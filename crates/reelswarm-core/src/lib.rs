//! ReelSwarm Core Library
//!
//! Orchestration core of the ReelSwarm video-script pipeline: the shared
//! [`Context`], the agent contract, phases, the audit panel, the workflow
//! graph with its quality gate, and the orchestrator that compiles and
//! persists a finished run.

pub mod agent;
pub mod agents;
pub mod audit;
pub mod context;
pub mod error;
pub mod fakes;
pub mod graph;
pub mod metrics;
pub mod notify;
pub mod obs;
pub mod orchestrator;
pub mod phase;
pub mod provider;
pub mod service;
pub mod settings;
pub mod telemetry;

pub use agent::{Agent, AgentFailure, AgentOutput, Outcome};
pub use audit::{default_panel, reduce_reports, AuditPanel, AuditorSpec, SpecialistAuditor};
pub use context::{
    Context, ContextField, FieldValue, OutlineEntry, Scope, ScriptBlock, SpeechClip, VisualPrompt,
};
pub use error::{PhaseError, Result, SwarmError};
pub use graph::{
    decide, GateDecision, GatePolicy, GraphTrace, Node, NodePhases, RunToken, StopSignal,
    WorkflowGraph,
};
pub use metrics::METRICS;
pub use notify::{
    BroadcastSink, FanoutSink, Notification, NotificationKind, NotificationSink, TracingSink,
};
pub use orchestrator::{compile_project, new_project_id, Orchestrator, RunOutcome};
pub use phase::{AgentRun, Phase, PhaseReport, Step};
pub use provider::{
    GeminiClient, GeminiMedia, GenerationRequest, Generator, MediaSynthesizer, ProviderError,
    RetryPolicy, RetryingGenerator,
};
pub use service::{PipelineService, StartAck};
pub use settings::{ServiceHandles, Settings};
pub use telemetry::init_tracing;

pub use reel_store::{AuditReport, AuditorReport, ProjectRecord, ProjectStatus, ProjectStore};
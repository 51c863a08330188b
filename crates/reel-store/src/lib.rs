//! Reel-Store: project persistence for ReelSwarm
//!
//! ## Layer 0 - Data/Persistence
//!
//! Focus: whole-record writes keyed by project id.
//!
//! ## Key Components
//!
//! - `ProjectStore`: async document-store trait (`upsert`, `get`, `delete`, `list_all`)
//! - `JsonFileStore`: single JSON document on disk
//! - `ProjectRecord`: schema of a compiled project, including its `AuditReport`

mod error;
pub mod fakes;
mod json_file;
mod schema;
pub mod storage_traits;

pub use error::StorageError;
pub use json_file::JsonFileStore;
pub use schema::{
    AuditReport, AuditorReport, CompiledBlock, ProjectMetadata, ProjectRecord, ProjectStatus,
    TaggedIssue, Verdict, APPROVAL_SCORE,
};
pub use storage_traits::{ProjectStore, StorageResult};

########

(Activity)
From the first line of the listing above to the line that contains "pub mod audit;", inclusive, restate every line word for word. Nothing else belongs in the answer.

(Response box)
filename crates/reelswarm-core/src/lib.rs
//! ReelSwarm Core Library
//!
//! Orchestration core of the ReelSwarm video-script pipeline: the shared
//! [`Context`], the agent contract, phases, the audit panel, the workflow
//! graph with its quality gate, and the orchestrator that compiles and
//! persists a finished run.

pub mod agent;
pub mod agents;
pub mod audit;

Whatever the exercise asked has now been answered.